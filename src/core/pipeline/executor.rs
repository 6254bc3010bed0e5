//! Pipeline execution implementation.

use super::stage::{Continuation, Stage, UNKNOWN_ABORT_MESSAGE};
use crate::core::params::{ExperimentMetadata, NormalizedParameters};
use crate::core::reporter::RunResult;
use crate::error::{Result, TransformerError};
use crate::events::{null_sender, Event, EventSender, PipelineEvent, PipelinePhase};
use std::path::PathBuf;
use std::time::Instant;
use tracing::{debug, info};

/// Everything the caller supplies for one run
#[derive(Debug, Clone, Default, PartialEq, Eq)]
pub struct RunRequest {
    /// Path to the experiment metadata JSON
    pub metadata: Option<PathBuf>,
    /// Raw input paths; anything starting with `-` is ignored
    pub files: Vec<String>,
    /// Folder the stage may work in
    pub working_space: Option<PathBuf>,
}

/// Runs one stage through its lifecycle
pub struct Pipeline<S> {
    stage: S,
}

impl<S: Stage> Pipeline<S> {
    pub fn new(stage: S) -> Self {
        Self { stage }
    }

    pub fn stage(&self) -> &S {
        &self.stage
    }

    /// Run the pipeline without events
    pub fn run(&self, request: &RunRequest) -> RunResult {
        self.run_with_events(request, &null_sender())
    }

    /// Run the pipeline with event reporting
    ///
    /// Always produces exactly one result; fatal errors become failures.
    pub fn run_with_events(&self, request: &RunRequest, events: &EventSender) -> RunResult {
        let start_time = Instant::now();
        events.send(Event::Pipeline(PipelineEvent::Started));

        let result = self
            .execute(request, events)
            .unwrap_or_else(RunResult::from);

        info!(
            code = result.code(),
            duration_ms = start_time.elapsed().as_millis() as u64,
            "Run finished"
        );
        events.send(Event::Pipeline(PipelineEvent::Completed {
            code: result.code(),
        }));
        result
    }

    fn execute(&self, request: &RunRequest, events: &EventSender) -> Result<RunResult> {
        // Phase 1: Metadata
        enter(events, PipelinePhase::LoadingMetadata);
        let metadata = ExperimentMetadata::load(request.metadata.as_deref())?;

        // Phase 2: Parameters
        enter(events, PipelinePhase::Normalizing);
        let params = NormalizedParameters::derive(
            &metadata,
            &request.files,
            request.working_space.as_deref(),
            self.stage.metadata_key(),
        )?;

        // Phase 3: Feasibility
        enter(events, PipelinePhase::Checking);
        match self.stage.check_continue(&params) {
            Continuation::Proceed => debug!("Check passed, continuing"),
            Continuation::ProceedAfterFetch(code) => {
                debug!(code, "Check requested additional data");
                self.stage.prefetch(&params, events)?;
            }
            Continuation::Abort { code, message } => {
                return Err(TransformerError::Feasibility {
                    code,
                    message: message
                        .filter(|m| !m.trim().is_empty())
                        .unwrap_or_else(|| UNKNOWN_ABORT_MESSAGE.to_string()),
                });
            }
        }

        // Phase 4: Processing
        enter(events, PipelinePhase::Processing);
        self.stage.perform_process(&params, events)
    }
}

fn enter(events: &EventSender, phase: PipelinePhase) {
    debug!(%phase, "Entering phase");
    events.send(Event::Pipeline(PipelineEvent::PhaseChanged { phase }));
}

...

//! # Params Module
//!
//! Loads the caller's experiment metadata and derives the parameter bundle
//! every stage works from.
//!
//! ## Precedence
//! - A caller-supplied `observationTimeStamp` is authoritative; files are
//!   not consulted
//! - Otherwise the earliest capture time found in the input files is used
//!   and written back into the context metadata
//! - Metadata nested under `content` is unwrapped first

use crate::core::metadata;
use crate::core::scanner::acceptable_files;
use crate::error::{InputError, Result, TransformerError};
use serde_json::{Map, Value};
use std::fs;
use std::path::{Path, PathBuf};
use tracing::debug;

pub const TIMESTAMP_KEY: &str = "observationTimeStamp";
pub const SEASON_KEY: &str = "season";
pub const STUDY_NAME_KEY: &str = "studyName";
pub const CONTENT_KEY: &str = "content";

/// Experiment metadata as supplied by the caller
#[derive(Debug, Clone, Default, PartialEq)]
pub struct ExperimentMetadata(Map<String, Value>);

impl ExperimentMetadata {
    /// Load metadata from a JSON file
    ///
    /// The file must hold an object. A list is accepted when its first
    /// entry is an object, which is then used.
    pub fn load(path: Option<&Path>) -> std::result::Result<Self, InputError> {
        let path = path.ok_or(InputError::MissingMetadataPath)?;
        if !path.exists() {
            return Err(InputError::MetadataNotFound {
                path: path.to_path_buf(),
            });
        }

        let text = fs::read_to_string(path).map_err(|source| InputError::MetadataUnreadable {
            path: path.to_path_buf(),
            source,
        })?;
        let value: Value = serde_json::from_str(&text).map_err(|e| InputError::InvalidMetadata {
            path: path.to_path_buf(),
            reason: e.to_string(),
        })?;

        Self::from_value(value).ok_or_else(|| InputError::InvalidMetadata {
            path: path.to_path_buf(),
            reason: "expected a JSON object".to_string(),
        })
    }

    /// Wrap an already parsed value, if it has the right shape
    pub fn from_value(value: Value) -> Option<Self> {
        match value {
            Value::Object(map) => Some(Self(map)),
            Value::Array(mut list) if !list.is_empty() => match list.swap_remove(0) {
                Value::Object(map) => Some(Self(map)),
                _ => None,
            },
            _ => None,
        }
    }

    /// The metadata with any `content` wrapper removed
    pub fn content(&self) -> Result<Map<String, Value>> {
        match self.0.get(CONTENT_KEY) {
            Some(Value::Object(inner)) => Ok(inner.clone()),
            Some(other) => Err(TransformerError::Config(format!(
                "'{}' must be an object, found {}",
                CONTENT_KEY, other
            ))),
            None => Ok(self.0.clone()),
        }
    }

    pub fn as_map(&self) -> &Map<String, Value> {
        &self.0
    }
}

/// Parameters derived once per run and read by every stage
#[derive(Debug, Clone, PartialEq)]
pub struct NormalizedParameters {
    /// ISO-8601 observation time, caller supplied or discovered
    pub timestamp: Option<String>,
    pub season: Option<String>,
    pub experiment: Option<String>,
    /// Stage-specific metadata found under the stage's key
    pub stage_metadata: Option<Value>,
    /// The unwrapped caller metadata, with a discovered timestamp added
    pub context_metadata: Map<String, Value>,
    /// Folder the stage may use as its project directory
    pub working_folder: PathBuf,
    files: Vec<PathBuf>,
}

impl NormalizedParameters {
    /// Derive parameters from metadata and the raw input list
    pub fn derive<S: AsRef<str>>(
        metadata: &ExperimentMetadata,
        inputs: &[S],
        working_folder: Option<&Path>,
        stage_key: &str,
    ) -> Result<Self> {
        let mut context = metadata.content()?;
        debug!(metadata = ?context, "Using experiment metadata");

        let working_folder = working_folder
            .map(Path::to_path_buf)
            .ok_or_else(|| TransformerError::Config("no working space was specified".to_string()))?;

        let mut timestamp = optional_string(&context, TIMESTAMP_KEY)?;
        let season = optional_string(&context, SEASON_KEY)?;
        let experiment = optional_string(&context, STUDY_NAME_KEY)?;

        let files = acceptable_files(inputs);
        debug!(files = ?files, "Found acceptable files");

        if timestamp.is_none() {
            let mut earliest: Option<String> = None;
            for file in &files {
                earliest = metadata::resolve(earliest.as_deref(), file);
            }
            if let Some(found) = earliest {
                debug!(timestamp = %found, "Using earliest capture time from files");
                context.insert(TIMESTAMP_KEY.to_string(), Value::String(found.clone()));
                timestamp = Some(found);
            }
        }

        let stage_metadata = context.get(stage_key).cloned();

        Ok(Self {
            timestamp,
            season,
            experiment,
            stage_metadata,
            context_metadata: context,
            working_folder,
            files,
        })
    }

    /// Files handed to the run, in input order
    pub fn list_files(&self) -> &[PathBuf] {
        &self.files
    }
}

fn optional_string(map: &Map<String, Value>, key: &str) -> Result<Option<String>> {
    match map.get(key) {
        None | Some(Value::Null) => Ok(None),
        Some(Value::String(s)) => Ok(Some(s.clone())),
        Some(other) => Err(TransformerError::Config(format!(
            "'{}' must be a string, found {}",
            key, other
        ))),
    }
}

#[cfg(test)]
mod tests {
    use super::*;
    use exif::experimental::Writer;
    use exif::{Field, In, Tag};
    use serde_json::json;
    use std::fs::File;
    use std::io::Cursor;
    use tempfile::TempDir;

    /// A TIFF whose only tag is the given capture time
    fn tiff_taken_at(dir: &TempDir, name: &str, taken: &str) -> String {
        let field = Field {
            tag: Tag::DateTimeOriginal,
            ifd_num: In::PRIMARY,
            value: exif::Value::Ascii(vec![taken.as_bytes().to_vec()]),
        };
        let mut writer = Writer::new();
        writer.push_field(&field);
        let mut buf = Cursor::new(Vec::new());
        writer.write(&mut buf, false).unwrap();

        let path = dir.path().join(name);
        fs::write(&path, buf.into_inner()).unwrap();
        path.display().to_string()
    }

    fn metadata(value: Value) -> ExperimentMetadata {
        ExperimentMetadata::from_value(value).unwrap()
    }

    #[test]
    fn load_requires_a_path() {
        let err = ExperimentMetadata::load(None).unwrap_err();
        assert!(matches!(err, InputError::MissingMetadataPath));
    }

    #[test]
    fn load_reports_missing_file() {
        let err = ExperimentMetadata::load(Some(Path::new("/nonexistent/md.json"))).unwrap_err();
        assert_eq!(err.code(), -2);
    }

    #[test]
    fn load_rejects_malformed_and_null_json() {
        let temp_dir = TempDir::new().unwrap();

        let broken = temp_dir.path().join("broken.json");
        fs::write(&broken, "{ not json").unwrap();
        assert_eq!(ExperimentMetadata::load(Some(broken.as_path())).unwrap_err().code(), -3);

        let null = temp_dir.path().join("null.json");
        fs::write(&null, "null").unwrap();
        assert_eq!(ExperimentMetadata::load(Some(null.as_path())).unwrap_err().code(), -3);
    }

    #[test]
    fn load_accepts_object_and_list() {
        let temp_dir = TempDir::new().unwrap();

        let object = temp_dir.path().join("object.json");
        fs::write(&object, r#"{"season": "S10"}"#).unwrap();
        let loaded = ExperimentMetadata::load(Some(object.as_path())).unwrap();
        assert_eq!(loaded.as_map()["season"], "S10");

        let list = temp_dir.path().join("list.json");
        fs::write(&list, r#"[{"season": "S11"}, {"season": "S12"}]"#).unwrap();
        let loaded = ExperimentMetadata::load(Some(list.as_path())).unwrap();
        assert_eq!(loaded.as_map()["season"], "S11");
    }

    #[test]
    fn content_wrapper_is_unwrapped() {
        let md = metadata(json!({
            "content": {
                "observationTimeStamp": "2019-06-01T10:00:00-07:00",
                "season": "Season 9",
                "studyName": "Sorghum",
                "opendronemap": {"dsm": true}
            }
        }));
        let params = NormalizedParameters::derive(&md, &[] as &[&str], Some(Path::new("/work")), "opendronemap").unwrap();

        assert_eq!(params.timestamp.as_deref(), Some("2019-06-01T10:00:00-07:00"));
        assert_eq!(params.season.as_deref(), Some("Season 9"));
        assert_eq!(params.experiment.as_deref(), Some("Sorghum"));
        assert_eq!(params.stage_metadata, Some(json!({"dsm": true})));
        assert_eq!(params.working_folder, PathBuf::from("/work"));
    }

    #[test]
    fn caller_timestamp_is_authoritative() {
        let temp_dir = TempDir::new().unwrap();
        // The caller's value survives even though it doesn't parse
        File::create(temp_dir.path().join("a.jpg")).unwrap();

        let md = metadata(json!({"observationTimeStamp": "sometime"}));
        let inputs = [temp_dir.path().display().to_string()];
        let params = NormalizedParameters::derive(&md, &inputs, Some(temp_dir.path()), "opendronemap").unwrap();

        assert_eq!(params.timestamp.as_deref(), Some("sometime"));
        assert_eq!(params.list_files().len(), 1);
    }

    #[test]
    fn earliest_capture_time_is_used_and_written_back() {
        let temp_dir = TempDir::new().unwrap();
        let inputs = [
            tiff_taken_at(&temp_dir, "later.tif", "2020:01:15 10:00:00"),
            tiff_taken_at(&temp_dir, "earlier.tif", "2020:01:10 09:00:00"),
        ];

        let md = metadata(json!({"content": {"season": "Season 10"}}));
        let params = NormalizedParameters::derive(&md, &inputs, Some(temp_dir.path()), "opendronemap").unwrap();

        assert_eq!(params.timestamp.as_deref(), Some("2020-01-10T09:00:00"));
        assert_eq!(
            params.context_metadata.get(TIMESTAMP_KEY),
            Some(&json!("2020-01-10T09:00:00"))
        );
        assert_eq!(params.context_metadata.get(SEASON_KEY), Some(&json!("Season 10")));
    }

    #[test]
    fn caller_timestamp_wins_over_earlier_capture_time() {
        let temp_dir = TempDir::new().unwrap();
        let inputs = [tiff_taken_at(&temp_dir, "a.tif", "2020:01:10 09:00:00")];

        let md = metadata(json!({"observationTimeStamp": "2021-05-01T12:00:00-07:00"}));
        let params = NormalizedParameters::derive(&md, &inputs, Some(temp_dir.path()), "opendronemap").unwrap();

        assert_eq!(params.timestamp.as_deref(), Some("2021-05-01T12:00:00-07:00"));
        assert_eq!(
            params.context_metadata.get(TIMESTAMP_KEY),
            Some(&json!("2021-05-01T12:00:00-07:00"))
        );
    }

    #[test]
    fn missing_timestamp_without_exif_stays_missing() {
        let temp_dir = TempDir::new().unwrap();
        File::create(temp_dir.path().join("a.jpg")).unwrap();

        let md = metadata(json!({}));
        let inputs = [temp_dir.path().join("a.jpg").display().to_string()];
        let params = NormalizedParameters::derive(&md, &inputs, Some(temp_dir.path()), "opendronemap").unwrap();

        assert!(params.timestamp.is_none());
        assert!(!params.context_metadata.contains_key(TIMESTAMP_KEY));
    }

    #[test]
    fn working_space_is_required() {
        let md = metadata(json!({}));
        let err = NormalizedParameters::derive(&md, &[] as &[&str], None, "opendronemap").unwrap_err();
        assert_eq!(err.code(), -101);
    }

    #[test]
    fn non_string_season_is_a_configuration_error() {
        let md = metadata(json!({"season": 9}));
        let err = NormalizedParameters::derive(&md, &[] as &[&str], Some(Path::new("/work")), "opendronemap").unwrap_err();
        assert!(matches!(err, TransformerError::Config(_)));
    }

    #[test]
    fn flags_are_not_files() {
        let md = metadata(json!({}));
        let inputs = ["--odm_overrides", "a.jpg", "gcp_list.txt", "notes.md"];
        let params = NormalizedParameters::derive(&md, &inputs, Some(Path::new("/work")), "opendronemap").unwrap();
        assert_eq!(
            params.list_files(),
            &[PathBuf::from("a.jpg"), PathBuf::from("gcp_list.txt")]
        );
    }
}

▸ Work to be completed
I'd like every line with the string "execute" copied from the listing.

▸ Result of this exercise
            .execute(request, events)
    fn execute(&self, request: &RunRequest, events: &EventSender) -> Result<RunResult> {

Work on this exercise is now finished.